- **What you need to do**
All of the data needs to be printed again, exactly as written.

**** Entries provided

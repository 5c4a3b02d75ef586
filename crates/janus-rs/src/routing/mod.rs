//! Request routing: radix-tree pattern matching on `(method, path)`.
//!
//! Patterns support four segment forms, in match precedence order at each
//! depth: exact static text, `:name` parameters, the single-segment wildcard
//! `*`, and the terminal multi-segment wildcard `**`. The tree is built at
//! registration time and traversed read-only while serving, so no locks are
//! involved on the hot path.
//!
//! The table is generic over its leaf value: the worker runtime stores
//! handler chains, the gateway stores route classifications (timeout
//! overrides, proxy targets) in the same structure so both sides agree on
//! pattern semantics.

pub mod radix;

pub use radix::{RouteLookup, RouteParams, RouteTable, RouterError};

********

- **Answer**
repository 5c4a3b02d75ef586
filename crates/janus-rs/src/routing/mod.rs
//! Request routing: radix-tree pattern matching on `(method, path)`.
//!
//! Patterns support four segment forms, in match precedence order at each
//! depth: exact static text, `:name` parameters, the single-segment wildcard
//! `*`, and the terminal multi-segment wildcard `**`. The tree is built at
//! registration time and traversed read-only while serving, so no locks are
//! involved on the hot path.
//!
//! The table is generic over its leaf value: the worker runtime stores
//! handler chains, the gateway stores route classifications (timeout
//! overrides, proxy targets) in the same structure so both sides agree on
//! pattern semantics.

pub mod radix;

pub use radix::{RouteLookup, RouteParams, RouteTable, RouterError};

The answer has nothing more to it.